====== Supplied data ======

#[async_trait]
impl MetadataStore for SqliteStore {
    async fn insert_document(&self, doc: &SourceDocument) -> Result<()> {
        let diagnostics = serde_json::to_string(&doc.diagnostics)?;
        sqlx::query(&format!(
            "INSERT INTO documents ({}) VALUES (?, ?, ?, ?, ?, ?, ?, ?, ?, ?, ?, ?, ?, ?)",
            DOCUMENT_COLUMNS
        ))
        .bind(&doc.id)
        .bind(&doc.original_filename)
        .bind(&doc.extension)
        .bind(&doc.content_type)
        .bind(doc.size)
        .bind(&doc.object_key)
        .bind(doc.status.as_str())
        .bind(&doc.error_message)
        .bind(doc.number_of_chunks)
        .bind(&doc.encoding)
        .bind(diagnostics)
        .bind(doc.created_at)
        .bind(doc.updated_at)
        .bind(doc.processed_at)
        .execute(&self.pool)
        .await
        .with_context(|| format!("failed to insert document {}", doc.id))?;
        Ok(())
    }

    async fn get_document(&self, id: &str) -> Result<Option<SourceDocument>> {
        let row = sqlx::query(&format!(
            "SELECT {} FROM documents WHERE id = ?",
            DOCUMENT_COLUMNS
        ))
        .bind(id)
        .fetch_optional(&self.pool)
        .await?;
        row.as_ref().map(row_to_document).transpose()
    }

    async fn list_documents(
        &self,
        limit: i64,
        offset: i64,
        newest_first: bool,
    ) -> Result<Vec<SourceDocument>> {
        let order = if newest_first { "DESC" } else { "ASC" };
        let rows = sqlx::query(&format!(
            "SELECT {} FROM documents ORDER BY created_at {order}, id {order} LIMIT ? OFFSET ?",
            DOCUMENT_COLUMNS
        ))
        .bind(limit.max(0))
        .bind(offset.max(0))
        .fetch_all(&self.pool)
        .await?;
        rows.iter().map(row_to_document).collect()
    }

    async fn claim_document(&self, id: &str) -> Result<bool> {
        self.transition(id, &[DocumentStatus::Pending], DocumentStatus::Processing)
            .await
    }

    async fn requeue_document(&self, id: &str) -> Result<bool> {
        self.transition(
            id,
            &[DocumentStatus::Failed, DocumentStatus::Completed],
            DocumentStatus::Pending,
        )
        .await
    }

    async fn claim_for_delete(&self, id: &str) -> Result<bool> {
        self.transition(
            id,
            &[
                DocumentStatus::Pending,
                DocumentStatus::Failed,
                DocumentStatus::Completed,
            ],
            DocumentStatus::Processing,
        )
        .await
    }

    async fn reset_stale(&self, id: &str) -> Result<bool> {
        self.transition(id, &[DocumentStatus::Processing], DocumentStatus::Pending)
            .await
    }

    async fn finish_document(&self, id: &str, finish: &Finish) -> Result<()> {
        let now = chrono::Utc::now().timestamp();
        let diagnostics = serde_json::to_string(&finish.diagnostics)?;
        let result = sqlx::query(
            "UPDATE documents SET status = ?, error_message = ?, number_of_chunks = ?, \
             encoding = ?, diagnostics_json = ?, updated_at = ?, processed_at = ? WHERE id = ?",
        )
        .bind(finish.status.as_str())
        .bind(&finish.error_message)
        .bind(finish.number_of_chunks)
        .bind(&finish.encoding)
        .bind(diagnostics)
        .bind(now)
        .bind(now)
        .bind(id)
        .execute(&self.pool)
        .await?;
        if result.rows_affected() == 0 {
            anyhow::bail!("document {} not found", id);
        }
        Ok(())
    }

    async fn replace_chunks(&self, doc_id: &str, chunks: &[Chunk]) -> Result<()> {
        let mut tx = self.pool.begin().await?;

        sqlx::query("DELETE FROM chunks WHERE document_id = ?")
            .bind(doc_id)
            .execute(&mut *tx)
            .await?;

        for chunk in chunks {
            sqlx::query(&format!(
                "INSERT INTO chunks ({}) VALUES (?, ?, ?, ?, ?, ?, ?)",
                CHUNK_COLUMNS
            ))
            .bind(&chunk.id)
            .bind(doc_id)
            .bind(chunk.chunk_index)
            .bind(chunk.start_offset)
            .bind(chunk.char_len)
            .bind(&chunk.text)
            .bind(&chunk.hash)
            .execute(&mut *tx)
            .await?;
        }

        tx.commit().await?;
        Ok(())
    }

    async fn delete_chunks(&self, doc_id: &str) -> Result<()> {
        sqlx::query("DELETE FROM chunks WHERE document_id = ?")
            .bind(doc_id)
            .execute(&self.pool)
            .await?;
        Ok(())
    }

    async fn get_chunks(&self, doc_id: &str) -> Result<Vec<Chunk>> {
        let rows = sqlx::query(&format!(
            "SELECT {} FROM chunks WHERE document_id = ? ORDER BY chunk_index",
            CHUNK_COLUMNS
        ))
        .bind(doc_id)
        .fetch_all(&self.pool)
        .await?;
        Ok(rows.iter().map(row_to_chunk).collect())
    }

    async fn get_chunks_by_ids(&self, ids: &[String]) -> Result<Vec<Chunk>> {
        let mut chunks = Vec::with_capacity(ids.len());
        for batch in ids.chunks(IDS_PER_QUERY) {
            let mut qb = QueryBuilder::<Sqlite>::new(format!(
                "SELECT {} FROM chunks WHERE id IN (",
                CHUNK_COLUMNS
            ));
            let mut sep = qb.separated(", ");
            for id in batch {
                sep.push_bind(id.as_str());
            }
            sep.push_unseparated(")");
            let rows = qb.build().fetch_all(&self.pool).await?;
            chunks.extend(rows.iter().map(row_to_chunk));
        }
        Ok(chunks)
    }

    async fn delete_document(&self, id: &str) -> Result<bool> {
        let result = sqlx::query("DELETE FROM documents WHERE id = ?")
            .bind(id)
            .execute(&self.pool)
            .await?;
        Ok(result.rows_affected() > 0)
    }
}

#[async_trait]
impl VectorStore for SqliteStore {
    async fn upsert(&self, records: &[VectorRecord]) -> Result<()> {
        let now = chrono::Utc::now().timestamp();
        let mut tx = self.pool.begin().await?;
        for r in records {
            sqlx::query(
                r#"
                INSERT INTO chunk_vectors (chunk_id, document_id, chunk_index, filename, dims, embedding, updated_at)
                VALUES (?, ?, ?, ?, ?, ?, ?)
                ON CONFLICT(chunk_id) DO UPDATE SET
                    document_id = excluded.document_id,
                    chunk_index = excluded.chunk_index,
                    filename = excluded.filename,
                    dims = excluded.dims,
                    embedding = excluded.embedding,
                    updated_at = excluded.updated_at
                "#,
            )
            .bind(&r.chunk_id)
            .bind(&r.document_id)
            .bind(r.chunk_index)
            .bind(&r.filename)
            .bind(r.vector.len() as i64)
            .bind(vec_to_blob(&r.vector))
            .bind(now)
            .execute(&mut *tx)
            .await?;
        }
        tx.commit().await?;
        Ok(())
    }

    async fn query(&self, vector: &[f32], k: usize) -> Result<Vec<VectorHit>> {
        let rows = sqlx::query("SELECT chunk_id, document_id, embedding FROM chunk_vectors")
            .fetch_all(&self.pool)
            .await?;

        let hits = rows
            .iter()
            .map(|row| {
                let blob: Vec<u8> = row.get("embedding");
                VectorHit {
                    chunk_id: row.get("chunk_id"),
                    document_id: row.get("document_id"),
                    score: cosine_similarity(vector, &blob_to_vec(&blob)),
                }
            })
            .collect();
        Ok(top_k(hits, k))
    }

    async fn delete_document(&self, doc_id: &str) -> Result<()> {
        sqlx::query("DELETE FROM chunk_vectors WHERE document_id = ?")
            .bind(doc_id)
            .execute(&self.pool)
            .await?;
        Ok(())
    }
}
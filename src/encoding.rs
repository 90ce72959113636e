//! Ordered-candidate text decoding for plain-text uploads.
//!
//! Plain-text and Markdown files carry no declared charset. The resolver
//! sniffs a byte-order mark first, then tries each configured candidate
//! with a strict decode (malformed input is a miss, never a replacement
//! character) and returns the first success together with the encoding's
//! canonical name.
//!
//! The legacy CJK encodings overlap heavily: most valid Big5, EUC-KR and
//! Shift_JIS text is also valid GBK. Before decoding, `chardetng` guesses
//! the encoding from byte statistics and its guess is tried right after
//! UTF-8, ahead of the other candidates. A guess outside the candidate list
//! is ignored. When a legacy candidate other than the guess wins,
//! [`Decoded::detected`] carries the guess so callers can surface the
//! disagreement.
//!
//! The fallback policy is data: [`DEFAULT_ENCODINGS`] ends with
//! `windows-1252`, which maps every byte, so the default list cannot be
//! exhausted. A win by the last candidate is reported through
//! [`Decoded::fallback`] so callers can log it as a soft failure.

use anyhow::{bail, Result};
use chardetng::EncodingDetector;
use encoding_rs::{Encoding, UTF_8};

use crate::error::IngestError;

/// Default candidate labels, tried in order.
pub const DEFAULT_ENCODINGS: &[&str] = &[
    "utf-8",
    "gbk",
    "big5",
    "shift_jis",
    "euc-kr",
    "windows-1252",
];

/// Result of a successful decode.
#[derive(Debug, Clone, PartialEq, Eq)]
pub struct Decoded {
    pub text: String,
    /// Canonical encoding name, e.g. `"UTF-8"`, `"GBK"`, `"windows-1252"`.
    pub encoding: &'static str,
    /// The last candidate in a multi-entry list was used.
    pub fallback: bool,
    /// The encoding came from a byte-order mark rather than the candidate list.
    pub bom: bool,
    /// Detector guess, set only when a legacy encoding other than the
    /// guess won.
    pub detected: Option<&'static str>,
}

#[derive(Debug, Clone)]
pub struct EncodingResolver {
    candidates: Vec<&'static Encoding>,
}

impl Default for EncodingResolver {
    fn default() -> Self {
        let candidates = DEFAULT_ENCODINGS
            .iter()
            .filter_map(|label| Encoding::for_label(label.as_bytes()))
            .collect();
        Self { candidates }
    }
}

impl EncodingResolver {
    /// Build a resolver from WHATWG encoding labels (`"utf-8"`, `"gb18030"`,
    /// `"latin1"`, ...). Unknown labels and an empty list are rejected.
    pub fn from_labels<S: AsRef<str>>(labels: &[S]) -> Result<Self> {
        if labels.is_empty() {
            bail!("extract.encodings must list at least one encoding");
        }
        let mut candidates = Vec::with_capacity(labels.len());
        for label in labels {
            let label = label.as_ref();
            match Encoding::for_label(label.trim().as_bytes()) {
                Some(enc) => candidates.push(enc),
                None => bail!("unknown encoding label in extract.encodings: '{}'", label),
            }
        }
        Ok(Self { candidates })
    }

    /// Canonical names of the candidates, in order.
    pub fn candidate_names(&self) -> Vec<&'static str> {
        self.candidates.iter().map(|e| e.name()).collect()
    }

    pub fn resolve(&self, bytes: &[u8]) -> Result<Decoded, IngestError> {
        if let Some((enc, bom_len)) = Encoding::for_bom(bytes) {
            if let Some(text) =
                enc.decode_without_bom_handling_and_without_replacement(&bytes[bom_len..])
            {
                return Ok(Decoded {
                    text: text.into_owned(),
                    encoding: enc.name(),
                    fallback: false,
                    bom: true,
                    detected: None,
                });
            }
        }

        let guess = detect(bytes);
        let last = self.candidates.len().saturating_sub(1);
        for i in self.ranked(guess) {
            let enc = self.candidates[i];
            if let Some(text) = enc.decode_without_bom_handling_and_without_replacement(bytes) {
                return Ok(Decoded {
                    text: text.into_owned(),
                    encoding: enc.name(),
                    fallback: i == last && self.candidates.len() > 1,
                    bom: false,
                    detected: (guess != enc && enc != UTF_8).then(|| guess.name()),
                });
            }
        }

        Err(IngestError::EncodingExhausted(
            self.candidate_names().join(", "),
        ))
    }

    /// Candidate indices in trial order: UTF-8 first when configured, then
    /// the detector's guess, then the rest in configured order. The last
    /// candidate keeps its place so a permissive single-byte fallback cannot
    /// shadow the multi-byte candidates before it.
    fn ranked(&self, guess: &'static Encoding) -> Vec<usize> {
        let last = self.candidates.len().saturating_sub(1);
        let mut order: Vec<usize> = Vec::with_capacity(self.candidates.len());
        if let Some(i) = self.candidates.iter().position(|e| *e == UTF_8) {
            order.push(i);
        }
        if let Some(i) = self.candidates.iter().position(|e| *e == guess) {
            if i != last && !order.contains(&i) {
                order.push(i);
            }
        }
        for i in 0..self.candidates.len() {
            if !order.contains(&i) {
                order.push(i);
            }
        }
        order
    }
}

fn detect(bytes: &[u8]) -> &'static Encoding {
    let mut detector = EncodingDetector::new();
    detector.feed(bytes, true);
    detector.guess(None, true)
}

======

Pull every line containing "chardetng" from the material above.

//! Shift_JIS text is also valid GBK. Before decoding, `chardetng` guesses
use chardetng::EncodingDetector;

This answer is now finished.